Plum's biographers say that as a lad he could write Greek and Latin sentences as rapidly as he could write sentences in English, and Wodehouse acknowledges that his boyhood study of Greek and Latin shaped his writing. This is a good advertisement for the classical languages, because Wodehouse's English sentences are wonderful works of art. Sometimes they entertain just by making you keenly interested in seeing how they are going to turn out. No matter what roof he throws them off of, they always land on their feet. Before winning fame for his Jeeves and Bertie stories, he was a great lyricist for American musical comedies in their golden age. You might be interested to learn, if you hadn't heard it in some bar already, that Wodehouse once said that Harry Leon Wilson's Ruggles of Red Gap "made a great impression on me and ... may have been the motivating force behind the creation of Jeeves." No small contribution to Western Civilization!

But we were in Oxford. ... (Maybe some of the stuff above, and certainly some of the stuff below comes from the recent Robert McCrum biography and David Jasen's 1974 portrait, and I apologize for muddling the quotations--I don't have a Kindle so I can't carry all my books with me.) Wodehouse was awarded an honorary doctorate of literature (D.Litt) by Oxford University on 21 June, 1939. The annual ceremony for these awards was called an Encaenia.
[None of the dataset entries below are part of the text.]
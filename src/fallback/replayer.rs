use super::FallbackStore;
use crate::delivery::{DeliveryAttempt, DeliveryPool};
use crate::error::{PipelineError, Result};
use crate::metrics::PipelineMetrics;
use crate::router::Router;
use std::sync::Arc;
use std::time::Duration;
use tokio::sync::Mutex;
use tokio::task::JoinHandle;
use tokio::time::{interval, MissedTickBehavior};
use tokio_util::sync::CancellationToken;
use tracing::{debug, info, warn};

/// Outcome of one replay pass.
#[derive(Debug, Clone, Default, PartialEq, Eq)]
pub struct ReplayReport {
    /// Entries handed back to the delivery pool and removed from the store
    pub resubmitted: usize,
    /// Entries left in the store for a later pass
    pub deferred: usize,
}

/// Periodically moves fallback entries back into the delivery pool.
///
/// Each entry re-enters as a fresh attempt with the full retry budget. The
/// router is applied again; enrichment is not. Delivery is at-least-once: an
/// entry whose record did reach the bus before it failed may be published
/// twice.
pub struct FallbackReplayer {
    store: Arc<dyn FallbackStore>,
    pool: DeliveryPool,
    router: Arc<Router>,
    batch_size: usize,
    metrics: Arc<PipelineMetrics>,
    // Serializes timer-driven and on-demand passes
    pass: Mutex<()>,
}

impl FallbackReplayer {
    pub fn new(
        store: Arc<dyn FallbackStore>,
        pool: DeliveryPool,
        router: Arc<Router>,
        batch_size: usize,
        metrics: Arc<PipelineMetrics>,
    ) -> Self {
        Self {
            store,
            pool,
            router,
            batch_size,
            metrics,
            pass: Mutex::new(()),
        }
    }

    /// Resubmits at most one batch of the oldest entries.
    ///
    /// An entry is removed from the store only after the pool accepted it.
    /// The pass stops early, leaving the rest in place, once the pool stops
    /// accepting work.
    pub async fn replay_once(&self) -> Result<ReplayReport> {
        let _pass = self.pass.lock().await;

        let batch = self.store.drain_batch(self.batch_size).await?;
        let mut report = ReplayReport::default();
        if batch.is_empty() {
            return Ok(report);
        }

        let total = batch.len();
        for entry in batch {
            if !self.pool.is_accepting() {
                break;
            }

            let channel = match self.router.route(entry.record.source_type()) {
                Ok(channel) => channel.to_string(),
                Err(e) => {
                    warn!(entry_id = %entry.id, "Leaving fallback entry in place: {}", e);
                    continue;
                }
            };

            let id = entry.id;
            let record_id = entry.record.id();
            match self.pool.submit(DeliveryAttempt::new(entry.record, channel)).await {
                Ok(()) => {}
                Err(PipelineError::PipelineShuttingDown) => break,
                Err(e) => return Err(e),
            }

            if self.store.remove(id).await? {
                self.metrics.fallback_size.dec();
            }
            self.metrics.records_replayed.inc();
            report.resubmitted += 1;
            debug!(entry_id = %id, record_id = %record_id, "Fallback entry resubmitted");
        }

        report.deferred = total - report.resubmitted;
        info!(
            "Fallback replay resubmitted {} entries, deferred {}",
            report.resubmitted, report.deferred
        );
        Ok(report)
    }

    /// Runs `replay_once` every `every` until `shutdown` fires.
    pub fn spawn(self: Arc<Self>, every: Duration, shutdown: CancellationToken) -> JoinHandle<()> {
        tokio::spawn(async move {
            let mut ticker = interval(every);
            ticker.set_missed_tick_behavior(MissedTickBehavior::Delay);
            // First pass runs one interval after startup
            ticker.tick().await;

            loop {
                tokio::select! {
                    _ = shutdown.cancelled() => break,
                    _ = ticker.tick() => {
                        if let Err(e) = self.replay_once().await {
                            warn!("Fallback replay failed: {}", e);
                        }
                    }
                }
            }
            debug!("Fallback replayer stopped");
        })
    }
}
The university's Public Orator (PO) customarily delivered a Latin salute to the honorands on these occasions. The PO, Cyril Bailey, had never read Wodehouse, and was given some of his writings to prepare him for the salute. According to Wodehouse's recollections of the ceremony, his fellow honorands received "tepid applause" while he "had to stand for quite three minutes while thousands cheered." (McCrum)

The Public Orator saluted Wodehouse with

a brilliant and witty celebration of Wodehouse's gifts composed in faultless Latin hexameters after Horace. Having made ingenious reference to Bertie Wooster, Jeeves, Mr. Mulliner, Lord Emsworth, the Empress of Blandings, Psmith and Gussie Fink-Nottle, Bailey concluded in prose that Wodehouse was 'our Petronius, or should I say, our Terence?' (Petroniumne dicam an Terentium nostrum?) a tribute that provoked more wild applause. (McCrum)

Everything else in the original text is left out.